Compared with the conventional models such as GCN, BiGraphDTA achieves substantially better performance on predicting target–ligand affinities, as indicated by the higher (MSE) of 0.7885, R ^2^ of 0.7208, and CI of 0.8508 than that of GCN (MSE = 0.8059, R ^2^ = 0.7167, CI = 0.8423). These conclusions can confirm our hypothesis that BiLSTM is superior to 1D‐CNN in protein sequence feature extraction due to capturing the long–long dependencies within protein sequences, and accordingly, the overall prediction performance is enhanced.

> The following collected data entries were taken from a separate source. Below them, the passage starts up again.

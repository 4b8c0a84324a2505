mod decimal;
mod repository;

pub use repository::SqliteRepository;
use anyhow::{Context, Result};
use async_trait::async_trait;
use chrono::{DateTime, Utc};
use fedtax_core::{
    CalculationRecord, CalculationRepository, FilingStatus, NewCalculationRecord, RepositoryError,
};
use sqlx::{Row, sqlite::SqlitePool};

use crate::decimal::get_decimal;

/// SQLite-backed calculation history.
pub struct SqliteRepository {
    pool: SqlitePool,
}

impl SqliteRepository {
    pub async fn new(database_url: &str) -> Result<Self> {
        let pool = SqlitePool::connect(database_url)
            .await
            .with_context(|| format!("Failed to connect to database: {}", database_url))?;
        Ok(Self { pool })
    }

    pub fn new_with_pool(pool: SqlitePool) -> Self {
        Self { pool }
    }

    pub async fn run_migrations(&self) -> Result<()> {
        sqlx::migrate!("./migrations")
            .run(&self.pool)
            .await
            .context("Failed to run database migrations")?;
        Ok(())
    }

    pub fn pool(&self) -> &SqlitePool {
        &self.pool
    }
}

fn row_to_record(row: &sqlx::sqlite::SqliteRow) -> Result<CalculationRecord, RepositoryError> {
    let status_code: String = row
        .try_get("filing_status")
        .map_err(|e| RepositoryError::Database(e.to_string()))?;
    let filing_status = FilingStatus::parse(&status_code).ok_or_else(|| {
        RepositoryError::Database(format!("Invalid filing status code: {}", status_code))
    })?;

    Ok(CalculationRecord {
        id: row
            .try_get("id")
            .map_err(|e| RepositoryError::Database(e.to_string()))?,
        created_at: row
            .try_get::<DateTime<Utc>, _>("created_at")
            .map_err(|e| RepositoryError::Database(format!("Failed to get created_at: {}", e)))?,
        filing_status,
        total_income: get_decimal(row, "total_income")?,
        agi: get_decimal(row, "agi")?,
        taxable_income: get_decimal(row, "taxable_income")?,
        total_tax: get_decimal(row, "total_tax")?,
        effective_rate: get_decimal(row, "effective_rate")?,
        marginal_rate: get_decimal(row, "marginal_rate")?,
        refund_or_owed: get_decimal(row, "refund_or_owed")?,
        input_json: row
            .try_get("input_json")
            .map_err(|e| RepositoryError::Database(e.to_string()))?,
        result_json: row
            .try_get("result_json")
            .map_err(|e| RepositoryError::Database(e.to_string()))?,
    })
}

const SELECT_COLUMNS: &str =
    "SELECT id, created_at, filing_status, total_income, agi, taxable_income,
            total_tax, effective_rate, marginal_rate, refund_or_owed,
            input_json, result_json
     FROM tax_calculations";

#[async_trait]
impl CalculationRepository for SqliteRepository {
    async fn save_calculation(
        &self,
        record: NewCalculationRecord,
    ) -> Result<CalculationRecord, RepositoryError> {
        let now = Utc::now();

        let result = sqlx::query(
            "INSERT INTO tax_calculations (
                created_at, filing_status, total_income, agi, taxable_income,
                total_tax, effective_rate, marginal_rate, refund_or_owed,
                input_json, result_json
            ) VALUES (?, ?, ?, ?, ?, ?, ?, ?, ?, ?, ?)",
        )
        .bind(now)
        .bind(record.filing_status.as_str())
        .bind(record.total_income.to_string())
        .bind(record.agi.to_string())
        .bind(record.taxable_income.to_string())
        .bind(record.total_tax.to_string())
        .bind(record.effective_rate.to_string())
        .bind(record.marginal_rate.to_string())
        .bind(record.refund_or_owed.to_string())
        .bind(&record.input_json)
        .bind(&record.result_json)
        .execute(&self.pool)
        .await
        .map_err(|e| RepositoryError::Database(e.to_string()))?;

        let id = result.last_insert_rowid();
        self.get_calculation(id).await
    }

    async fn get_calculation(&self, id: i64) -> Result<CalculationRecord, RepositoryError> {
        let row = sqlx::query(&format!("{} WHERE id = ?", SELECT_COLUMNS))
            .bind(id)
            .fetch_optional(&self.pool)
            .await
            .map_err(|e| RepositoryError::Database(e.to_string()))?
            .ok_or(RepositoryError::NotFound)?;

        row_to_record(&row)
    }

    async fn list_calculations(&self) -> Result<Vec<CalculationRecord>, RepositoryError> {
        let rows = sqlx::query(&format!("{} ORDER BY id DESC", SELECT_COLUMNS))
            .fetch_all(&self.pool)
            .await
            .map_err(|e| RepositoryError::Database(e.to_string()))?;

        rows.iter().map(row_to_record).collect()
    }

    async fn delete_calculation(&self, id: i64) -> Result<(), RepositoryError> {
        let result = sqlx::query("DELETE FROM tax_calculations WHERE id = ?")
            .bind(id)
            .execute(&self.pool)
            .await
            .map_err(|e| RepositoryError::Database(e.to_string()))?;

        if result.rows_affected() == 0 {
            return Err(RepositoryError::NotFound);
        }

        Ok(())
    }
}

#[cfg(test)]
mod tests {
    use fedtax_core::engine::{FullTaxCalculationResult, TaxEngine};
    use fedtax_core::models::{TaxReturnInput, W2};
    use fedtax_core::rates::year2024;
    use pretty_assertions::assert_eq;
    use rust_decimal_macros::dec;
    use sqlx::sqlite::SqlitePoolOptions;

    use super::*;

    async fn setup_test_db() -> SqliteRepository {
        let pool = SqlitePoolOptions::new()
            .connect("sqlite::memory:")
            .await
            .expect("Failed to create in-memory database");

        let repo = SqliteRepository::new_with_pool(pool);
        repo.run_migrations()
            .await
            .expect("Failed to run migrations");
        repo
    }

    fn wage_return(wages: rust_decimal::Decimal) -> TaxReturnInput {
        let mut input = TaxReturnInput::new(FilingStatus::Single);
        input.w2s.push(W2 {
            wages,
            federal_withholding: dec!(5000),
        });
        input
    }

    fn calculated_record(wages: rust_decimal::Decimal) -> NewCalculationRecord {
        let engine = TaxEngine::new(year2024::rate_table()).expect("valid 2024 table");
        let input = wage_return(wages);
        let result = engine.calculate(&input).expect("calculation succeeds");
        NewCalculationRecord::from_calculation(&input, &result).expect("serializable result")
    }

    #[tokio::test]
    async fn save_assigns_an_id_and_timestamp() {
        let repo = setup_test_db().await;

        let before = Utc::now();
        let saved = repo
            .save_calculation(calculated_record(dec!(50000)))
            .await
            .expect("Should save calculation");

        assert!(saved.id > 0);
        assert!(saved.created_at >= before - chrono::Duration::seconds(1));
        assert_eq!(saved.filing_status, FilingStatus::Single);
        assert_eq!(saved.total_income, dec!(50000.00));
        assert_eq!(saved.total_tax, dec!(7841.00));
    }

    #[tokio::test]
    async fn get_round_trips_every_column_exactly() {
        let repo = setup_test_db().await;

        let saved = repo
            .save_calculation(calculated_record(dec!(123456.78)))
            .await
            .expect("Should save calculation");

        let fetched = repo
            .get_calculation(saved.id)
            .await
            .expect("Should fetch calculation");

        assert_eq!(fetched, saved);

        // The stored result blob deserializes back into the full bundle.
        let bundle: FullTaxCalculationResult =
            serde_json::from_str(&fetched.result_json).expect("result blob parses");
        assert_eq!(bundle.summary.total_tax, fetched.total_tax);
    }

    #[tokio::test]
    async fn get_missing_record_is_not_found() {
        let repo = setup_test_db().await;

        let result = repo.get_calculation(99999).await;

        assert_eq!(result, Err(RepositoryError::NotFound));
    }

    #[tokio::test]
    async fn list_returns_newest_first() {
        let repo = setup_test_db().await;

        repo.save_calculation(calculated_record(dec!(40000)))
            .await
            .expect("Should save calculation");
        repo.save_calculation(calculated_record(dec!(80000)))
            .await
            .expect("Should save calculation");

        let all = repo
            .list_calculations()
            .await
            .expect("Should list calculations");

        assert_eq!(all.len(), 2);
        assert!(all[0].id > all[1].id);
        assert_eq!(all[0].total_income, dec!(80000.00));
    }

    #[tokio::test]
    async fn delete_removes_the_record() {
        let repo = setup_test_db().await;

        let saved = repo
            .save_calculation(calculated_record(dec!(50000)))
            .await
            .expect("Should save calculation");

        repo.delete_calculation(saved.id)
            .await
            .expect("Should delete calculation");

        assert_eq!(
            repo.get_calculation(saved.id).await,
            Err(RepositoryError::NotFound)
        );
    }

    #[tokio::test]
    async fn delete_missing_record_is_not_found() {
        let repo = setup_test_db().await;

        let result = repo.delete_calculation(99999).await;

        assert_eq!(result, Err(RepositoryError::NotFound));
    }

    #[tokio::test]
    async fn engine_auto_persists_through_the_repository() {
        let repo = setup_test_db().await;
        let engine = TaxEngine::new(year2024::rate_table()).expect("valid 2024 table");
        let input = wage_return(dec!(50000));

        let result = engine
            .calculate_and_record(&repo, &input)
            .await
            .expect("calculation succeeds");

        let all = repo
            .list_calculations()
            .await
            .expect("Should list calculations");
        assert_eq!(all.len(), 1);
        assert_eq!(all[0].total_tax, result.summary.total_tax);

        let stored_input: TaxReturnInput =
            serde_json::from_str(&all[0].input_json).expect("input blob parses");
        assert_eq!(stored_input, input);
    }
}
//! Year-keyed rate-table configuration.
//!
//! Everything here is pure data: bracket schedules, deduction amounts, and
//! thresholds are supplied to the engine at startup and passed by reference
//! into every calculator. No module-level state, so multiple tax years (or
//! test fixtures) can coexist in one process.

pub mod year2024;

use rust_decimal::Decimal;
use serde::{Deserialize, Serialize};
use thiserror::Error;

use crate::models::FilingStatus;

/// One value per filing status.
#[derive(Debug, Clone, PartialEq, Eq, Serialize, Deserialize)]
pub struct PerStatus<T> {
    pub single: T,
    pub married_filing_jointly: T,
    pub married_filing_separately: T,
    pub head_of_household: T,
    pub qualifying_surviving_spouse: T,
}

impl<T> PerStatus<T> {
    pub fn get(
        &self,
        status: FilingStatus,
    ) -> &T {
        match status {
            FilingStatus::Single => &self.single,
            FilingStatus::MarriedFilingJointly => &self.married_filing_jointly,
            FilingStatus::MarriedFilingSeparately => &self.married_filing_separately,
            FilingStatus::HeadOfHousehold => &self.head_of_household,
            FilingStatus::QualifyingSurvivingSpouse => &self.qualifying_surviving_spouse,
        }
    }
}

/// One ordinary-income tax tier. Income strictly within `[lower, upper)` is
/// taxed at `rate`; the top tier has `upper: None` and is unbounded.
#[derive(Debug, Clone, PartialEq, Eq, Serialize, Deserialize)]
pub struct TaxBracket {
    pub lower: Decimal,
    pub upper: Option<Decimal>,
    pub rate: Decimal,
}

/// One preferential-rate breakpoint tier (0% / 15% / 20%). `upper` is the
/// taxable-income ceiling for the tier; the top tier has `upper: None`.
#[derive(Debug, Clone, PartialEq, Eq, Serialize, Deserialize)]
pub struct CapitalGainsBracket {
    pub upper: Option<Decimal>,
    pub rate: Decimal,
}

/// Standard-deduction amounts plus the per-condition add-ons for age/blindness.
#[derive(Debug, Clone, PartialEq, Eq, Serialize, Deserialize)]
pub struct StandardDeductionTable {
    pub base: PerStatus<Decimal>,

    /// Add-on per qualifying condition for Single / Head of Household.
    pub additional_single_hoh: Decimal,

    /// Add-on per qualifying condition for MFJ / MFS / QSS.
    pub additional_married: Decimal,
}

impl StandardDeductionTable {
    /// The add-on amount one qualifying condition (over 65, blind) is worth
    /// for the given filing status. Each condition adds independently.
    pub fn additional_per_condition(
        &self,
        status: FilingStatus,
    ) -> Decimal {
        match status {
            FilingStatus::Single | FilingStatus::HeadOfHousehold => self.additional_single_hoh,
            _ => self.additional_married,
        }
    }
}

/// Net Investment Income Tax parameters.
#[derive(Debug, Clone, PartialEq, Eq, Serialize, Deserialize)]
pub struct NiitRates {
    pub rate: Decimal,
    pub threshold: PerStatus<Decimal>,
}

/// Payroll and self-employment tax parameters.
#[derive(Debug, Clone, PartialEq, Eq, Serialize, Deserialize)]
pub struct FicaRates {
    /// Annual cap on earnings subject to the Social Security portion.
    pub ss_wage_base: Decimal,

    /// Employee-side Social Security rate (6.2%).
    pub ss_rate_employee: Decimal,

    /// Employee-side Medicare rate (1.45%), uncapped.
    pub medicare_rate_employee: Decimal,

    /// Additional Medicare rate (0.9%) above the filing-status threshold.
    pub additional_medicare_rate: Decimal,

    pub additional_medicare_threshold: PerStatus<Decimal>,

    /// Fraction of net SE income subject to SE tax (92.35%).
    pub se_taxable_fraction: Decimal,

    /// Combined employer+employee Social Security rate for SE income (12.4%).
    pub se_ss_rate: Decimal,

    /// Combined employer+employee Medicare rate for SE income (2.9%).
    pub se_medicare_rate: Decimal,

    /// Fraction of SE tax deductible above the line (50%).
    pub se_deductible_fraction: Decimal,
}

/// Child Tax Credit parameters.
#[derive(Debug, Clone, PartialEq, Eq, Serialize, Deserialize)]
pub struct ChildTaxCreditRates {
    pub per_child: Decimal,

    /// Refundable (Additional CTC) cap per child.
    pub refundable_cap_per_child: Decimal,

    pub phaseout_threshold: PerStatus<Decimal>,

    /// AGI excess is counted in units of this size ($1,000).
    pub phaseout_step: Decimal,

    /// Credit reduction per phase-out unit ($50).
    pub phaseout_per_step: Decimal,
}

/// Errors detected by [`RateTable::validate`].
#[derive(Debug, Error, PartialEq, Eq)]
pub enum RateTableError {
    #[error("tax bracket schedule for {0} is empty")]
    EmptyBrackets(FilingStatus),

    #[error("tax bracket schedule for {0} is not contiguous from zero")]
    NonContiguousBrackets(FilingStatus),

    #[error("tax bracket schedule for {0} must end with an unbounded tier")]
    BoundedTopBracket(FilingStatus),

    #[error("capital gains schedule for {0} is empty")]
    EmptyCapitalGains(FilingStatus),

    #[error("capital gains schedule for {0} must have ascending breakpoints ending unbounded")]
    InvalidCapitalGains(FilingStatus),
}

/// Complete per-year configuration, injected into every calculator.
#[derive(Debug, Clone, PartialEq, Eq, Serialize, Deserialize)]
pub struct RateTable {
    pub tax_year: i32,
    pub brackets: PerStatus<Vec<TaxBracket>>,
    pub standard_deduction: StandardDeductionTable,
    pub capital_gains: PerStatus<Vec<CapitalGainsBracket>>,
    pub niit: NiitRates,
    pub fica: FicaRates,
    pub child_tax_credit: ChildTaxCreditRates,
}

impl RateTable {
    /// Ordinary-income bracket schedule for a filing status.
    pub fn brackets(
        &self,
        status: FilingStatus,
    ) -> &[TaxBracket] {
        self.brackets.get(status)
    }

    /// Preferential-rate breakpoint schedule for a filing status.
    pub fn capital_gains(
        &self,
        status: FilingStatus,
    ) -> &[CapitalGainsBracket] {
        self.capital_gains.get(status)
    }

    /// Base standard deduction (before age/blindness add-ons).
    pub fn standard_deduction_base(
        &self,
        status: FilingStatus,
    ) -> Decimal {
        *self.standard_deduction.base.get(status)
    }

    /// Structural validation: schedules must be non-empty, contiguous from
    /// zero, and end with an unbounded tier. Run once at engine construction;
    /// the calculators assume a valid table afterwards.
    pub fn validate(&self) -> Result<(), RateTableError> {
        for status in FilingStatus::ALL {
            let brackets = self.brackets.get(status);
            if brackets.is_empty() {
                return Err(RateTableError::EmptyBrackets(status));
            }
            let mut expected_lower = Decimal::ZERO;
            for (i, bracket) in brackets.iter().enumerate() {
                if bracket.lower != expected_lower {
                    return Err(RateTableError::NonContiguousBrackets(status));
                }
                match bracket.upper {
                    Some(upper) if upper > bracket.lower => expected_lower = upper,
                    Some(_) => return Err(RateTableError::NonContiguousBrackets(status)),
                    None if i + 1 == brackets.len() => {}
                    None => return Err(RateTableError::NonContiguousBrackets(status)),
                }
            }
            if brackets.last().is_some_and(|b| b.upper.is_some()) {
                return Err(RateTableError::BoundedTopBracket(status));
            }

            let gains = self.capital_gains.get(status);
            if gains.is_empty() {
                return Err(RateTableError::EmptyCapitalGains(status));
            }
            let mut prev_upper = Decimal::ZERO;
            for (i, tier) in gains.iter().enumerate() {
                match tier.upper {
                    Some(upper) if upper > prev_upper => prev_upper = upper,
                    Some(_) => return Err(RateTableError::InvalidCapitalGains(status)),
                    None if i + 1 == gains.len() => {}
                    None => return Err(RateTableError::InvalidCapitalGains(status)),
                }
            }
            if gains.last().is_some_and(|t| t.upper.is_some()) {
                return Err(RateTableError::InvalidCapitalGains(status));
            }
        }
        Ok(())
    }
}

BiGraph‐DTA demonstrates significant potential for accelerating the drug development process, not only for hepatoprotective drugs but also for broader clinical applications. The model’s ability to integrate multi‐dimensional data representations, such as the two‐dimensional graph data for drug compounds (converted from SMILES code) and one‐dimensional data for target proteins, is a promising strategy for enhancing feature extraction. Incorporating additional features could further improve performance, and employing advanced computational techniques such as GCN could significantly streamline the drug discovery process. This could lead to the rapid development of superior therapies, reducing the time and cost traditionally associated with drug discovery, and leveraging advances in personalized medicine for a wide range of diseases.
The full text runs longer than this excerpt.